Федор взял пачку, стал считать фотографии. Знакомые лица одно за другим ложились на лавку. Братья-бурильщики Леоновы. Строгий и словно завитой на висках Петр Филиппович Царев. Самобаев, раскрывший глаза, словно в ужасе. Алексей Петрович…

— Алябьева в центр помести — Максима Дормидонтовича распоряжение, — сказал Середа.

Федор спокойно отсчитал восемнадцать фотографий и остановился. Теплый, ласковый ветерок заполз ему в грудь. Улыбаясь своей далекой мысли, на него глядела с фотографии Антонина Сергеевна.

— Вот она! Слава богу, напомнил! — Середа взял эту фотографию и положил себе на колено. — Эту вот, Софью нашу… Снять с доски придется. Карточку можешь подарить ей. Что же ты, родная, подкузьмила нас?

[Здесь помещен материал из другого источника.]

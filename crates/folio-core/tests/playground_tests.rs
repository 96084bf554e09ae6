// Host-side tests for the physics showcase: spawn layout, the entry
// cascade, settling, and drag/throw transitions.

use folio_core::constants::{CARD_MIN_SPACING, CARD_SIZE};
use folio_core::playground::{spawn_positions, PlaygroundConfig, SkillsWorld};
use rand::rngs::StdRng;
use rand::SeedableRng;

fn make_world() -> SkillsWorld {
    SkillsWorld::new(PlaygroundConfig {
        card_count: 12,
        width: 1000.0,
        height: 600.0,
        seed: 7,
    })
}

/// Steps the world in 16ms frames for `seconds` of simulated time.
fn run(world: &mut SkillsWorld, seconds: f32, start_ms: f64) -> f64 {
    let mut now = start_ms;
    let frames = (seconds * 62.5) as usize;
    for _ in 0..frames {
        world.tick(0.016, now);
        now += 16.0;
    }
    now
}

#[test]
fn spawn_positions_respect_min_spacing() {
    let mut rng = StdRng::seed_from_u64(3);
    let positions = spawn_positions(14, 1400.0, CARD_SIZE / 2.0, CARD_MIN_SPACING, &mut rng);
    assert_eq!(positions.len(), 14);
    for (i, a) in positions.iter().enumerate() {
        // all above the visible band
        assert!(a.1 < 0.0);
        for b in positions.iter().skip(i + 1) {
            let dist = ((a.0 - b.0).powi(2) + (a.1 - b.1).powi(2)).sqrt();
            assert!(
                dist >= CARD_MIN_SPACING - 1e-3,
                "cards {i} spawn too close: {dist}"
            );
        }
    }
}

#[test]
fn narrow_surfaces_fall_back_to_a_grid() {
    let mut rng = StdRng::seed_from_u64(3);
    // 26 cards cannot be rejection-sampled into a 200px-wide band.
    let positions = spawn_positions(26, 200.0, CARD_SIZE / 2.0, CARD_MIN_SPACING, &mut rng);
    assert_eq!(positions.len(), 26, "grid fallback must place every card");
    for &(x, y) in &positions {
        assert!(x.is_finite() && y.is_finite());
        assert!(y < 0.0);
    }
}

#[test]
fn nothing_moves_until_the_surface_becomes_visible() {
    let mut world = make_world();
    let mut states = Vec::new();
    world.card_states(&mut states);
    let before: Vec<(f32, f32)> = states.iter().map(|s| (s.x, s.y)).collect();
    run(&mut world, 2.0, 0.0);
    world.card_states(&mut states);
    let after: Vec<(f32, f32)> = states.iter().map(|s| (s.x, s.y)).collect();
    assert_eq!(before, after, "physics must not run before start()");
}

#[test]
fn cascade_settles_within_bounded_time_above_the_floor() {
    let mut world = make_world();
    world.start(0.0);
    run(&mut world, 20.0, 0.0);
    assert!(
        world.settled(8.0),
        "cards should come to rest within 20 simulated seconds"
    );
    // No card's bottom edge may pass the floor line.
    assert!(
        world.lowest_edge() <= 600.0 + 12.0,
        "card penetrated the floor: {}",
        world.lowest_edge()
    );
    // And every projected center sits inside the surface.
    let mut states = Vec::new();
    world.card_states(&mut states);
    for s in &states {
        assert!(s.x >= CARD_SIZE / 2.0 - 1e-3 && s.x <= 1000.0 - CARD_SIZE / 2.0 + 1e-3);
        assert!(s.y <= 600.0 - CARD_SIZE / 2.0 + 1e-3);
        assert!(s.angle.abs() <= 0.71);
    }
}

#[test]
fn dragged_card_pins_to_the_pointer_and_throws_on_release() {
    let mut world = make_world();
    world.start(0.0);
    let now = run(&mut world, 12.0, 0.0);

    world.begin_drag(0, 500.0, 300.0);
    assert_eq!(world.dragging(), Some(0));
    // While dragged the card ignores gravity and tracks the pointer.
    world.drag_to(480.0, 250.0);
    let now = {
        let mut n = now;
        for _ in 0..30 {
            world.tick(0.016, n);
            n += 16.0;
        }
        n
    };
    let mut states = Vec::new();
    world.card_states(&mut states);
    assert!((states[0].x - 480.0).abs() < 2.0);
    assert!((states[0].y - 250.0).abs() < 2.0);

    // Release with a leftward flick; the card must move left afterwards.
    world.end_drag(-0.8, 0.1);
    assert_eq!(world.dragging(), None);
    let mut n = now;
    for _ in 0..10 {
        world.tick(0.016, n);
        n += 16.0;
    }
    world.card_states(&mut states);
    assert!(states[0].x < 478.0, "thrown card should drift left");
}

#[test]
fn drag_positions_clamp_inside_the_surface() {
    let mut world = make_world();
    world.start(0.0);
    run(&mut world, 12.0, 0.0);
    world.begin_drag(1, -5000.0, 9000.0);
    let mut states = Vec::new();
    let mut n = 200_000.0;
    for _ in 0..5 {
        world.tick(0.016, n);
        n += 16.0;
    }
    world.card_states(&mut states);
    let s = &states[1];
    assert!(s.x >= CARD_SIZE / 2.0 && s.x <= 1000.0 - CARD_SIZE / 2.0);
    assert!(s.y >= CARD_SIZE / 2.0 && s.y <= 600.0 - CARD_SIZE / 2.0);
}

#[test]
fn resize_reseats_escaped_cards() {
    let mut world = make_world();
    world.start(0.0);
    run(&mut world, 12.0, 0.0);
    // Shrink hard; every card must end up inside the new surface after
    // settling again.
    world.resize(400.0, 500.0);
    run(&mut world, 10.0, 400_000.0);
    let mut states = Vec::new();
    world.card_states(&mut states);
    for s in &states {
        assert!(s.x.is_finite() && s.y.is_finite());
        assert!(s.x >= 0.0 && s.x <= 400.0);
        assert!(s.y <= 500.0);
    }
}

— А что такое? Грехи есть?

— Весь грех — что молода. Еще не работала нигде после института. Вот и попалась. Как морозы стукнули, так план у нее и покатился вниз. Ниже проекта съехала. Конечно, и карьер здесь виноват, особенно Суртаиха. Да план, знаешь, ему все равно, кто виноват…

Они оба умолкли. Середа повертел карточку в руке и бросил на лавку. Потом встал и окинул взором барак.

— Пошел все-таки к Медведеву. А ничего ведь все равно не вышло, — сказал он.

Федя ждал, когда Середа уйдет, чтобы без него посмотреть на карточку и спрятать. А тот все осматривал стены барака.

— Хорошее помещение, — не без яда сказал Федя, глядя ему в ватную спину.

Середа с понимающей улыбкой оглянулся на него, сказал «н-да» и пошел к выходу, глухо стуча валенками. Наступила тишина, тени в углах сгустились, и где-то отчетливо заскреблась крыса. Она скреблась все настойчивее, и все дольше Федор задерживал кисть в банке с чернилами, глядя на портрет Антонины Сергеевны. Она смотрела на него рассеянно, мысли ее были в другом месте.

Написав афиши, Федор запер красный уголок и побежал к своему бараку. Открыв обитую войлоком дверь, он вошел в заиндевелый тамбур, а потом, как в жаркую баню, — в общежитие. Увидел сизые полосы махорочного дыма и подумал сначала, что в бараке идет митинг. Рабочие тесным кружком собрались в глубине за печью. Все смотрели на Газукина, который сидел немного поодаль в позе ученика, решающего задачу, — весь изогнулся, обтянутый майкой, и писал что-то в тетрадке, двигал голыми локтями. Федя заметил, что одна рука его забинтована чуть ниже плеча. Приподняв голову, обрамленную с двух сторон почти женскими русыми прядями, Васька с тоской оглянулся на рабочих, шевельнул губами. Легкий смех вспыхнул в кружке и угас.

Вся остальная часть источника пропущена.